* **SUPPLIED MATERIAL**:
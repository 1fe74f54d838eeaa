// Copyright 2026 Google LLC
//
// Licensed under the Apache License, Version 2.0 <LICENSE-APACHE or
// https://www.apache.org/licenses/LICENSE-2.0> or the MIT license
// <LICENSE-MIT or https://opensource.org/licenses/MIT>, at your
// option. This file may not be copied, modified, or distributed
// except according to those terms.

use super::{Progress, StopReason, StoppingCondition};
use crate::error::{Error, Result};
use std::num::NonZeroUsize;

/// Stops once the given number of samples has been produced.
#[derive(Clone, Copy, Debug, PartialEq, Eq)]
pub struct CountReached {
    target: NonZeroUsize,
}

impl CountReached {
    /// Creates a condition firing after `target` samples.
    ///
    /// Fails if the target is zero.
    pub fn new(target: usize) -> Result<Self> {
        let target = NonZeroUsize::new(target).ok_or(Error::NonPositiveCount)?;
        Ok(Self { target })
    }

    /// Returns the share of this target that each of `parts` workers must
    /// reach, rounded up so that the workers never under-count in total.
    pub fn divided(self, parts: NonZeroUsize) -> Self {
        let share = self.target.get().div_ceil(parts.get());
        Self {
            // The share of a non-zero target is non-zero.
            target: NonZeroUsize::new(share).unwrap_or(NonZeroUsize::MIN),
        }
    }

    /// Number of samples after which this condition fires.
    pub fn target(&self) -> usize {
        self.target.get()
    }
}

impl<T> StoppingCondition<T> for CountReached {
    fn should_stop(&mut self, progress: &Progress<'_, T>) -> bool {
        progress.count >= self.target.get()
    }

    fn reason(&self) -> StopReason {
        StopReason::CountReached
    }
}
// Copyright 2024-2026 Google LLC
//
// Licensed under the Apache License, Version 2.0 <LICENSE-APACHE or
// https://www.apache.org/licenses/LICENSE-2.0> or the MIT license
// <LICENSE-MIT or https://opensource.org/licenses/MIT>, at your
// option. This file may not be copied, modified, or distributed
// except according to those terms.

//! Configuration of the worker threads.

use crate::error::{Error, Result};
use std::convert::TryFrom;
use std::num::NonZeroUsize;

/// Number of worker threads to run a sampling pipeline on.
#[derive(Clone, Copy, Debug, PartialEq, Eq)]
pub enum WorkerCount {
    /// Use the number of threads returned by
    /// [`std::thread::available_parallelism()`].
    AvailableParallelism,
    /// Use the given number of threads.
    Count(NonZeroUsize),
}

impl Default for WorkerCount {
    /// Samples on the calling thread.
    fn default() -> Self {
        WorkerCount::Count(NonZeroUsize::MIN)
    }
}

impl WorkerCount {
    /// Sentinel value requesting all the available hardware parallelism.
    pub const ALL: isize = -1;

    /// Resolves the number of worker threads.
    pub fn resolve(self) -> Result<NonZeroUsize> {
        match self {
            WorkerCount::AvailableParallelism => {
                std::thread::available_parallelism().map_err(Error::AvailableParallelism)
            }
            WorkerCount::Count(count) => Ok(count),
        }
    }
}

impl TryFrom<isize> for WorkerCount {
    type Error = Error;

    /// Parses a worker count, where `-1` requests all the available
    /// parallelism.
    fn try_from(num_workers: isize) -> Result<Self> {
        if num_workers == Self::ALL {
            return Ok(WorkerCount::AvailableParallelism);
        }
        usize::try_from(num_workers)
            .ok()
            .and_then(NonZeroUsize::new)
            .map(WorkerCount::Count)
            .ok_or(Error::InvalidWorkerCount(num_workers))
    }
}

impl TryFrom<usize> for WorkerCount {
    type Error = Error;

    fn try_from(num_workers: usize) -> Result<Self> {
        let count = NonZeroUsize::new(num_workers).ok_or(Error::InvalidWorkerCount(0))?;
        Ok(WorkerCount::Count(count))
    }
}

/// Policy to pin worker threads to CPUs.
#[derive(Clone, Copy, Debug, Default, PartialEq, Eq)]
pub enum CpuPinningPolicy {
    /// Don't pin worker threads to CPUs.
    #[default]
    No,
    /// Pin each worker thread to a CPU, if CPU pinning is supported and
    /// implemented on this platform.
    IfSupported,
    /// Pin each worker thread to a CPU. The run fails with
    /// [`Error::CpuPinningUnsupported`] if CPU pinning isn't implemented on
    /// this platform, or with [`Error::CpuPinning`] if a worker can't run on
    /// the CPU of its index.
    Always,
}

* **WHAT TO PRODUCE**: Scan the material above for the string "given" and copy every line that has it.

* **YOUR RESPONSE**:
/// Stops once the given number of samples has been produced.
    /// Use the given number of threads.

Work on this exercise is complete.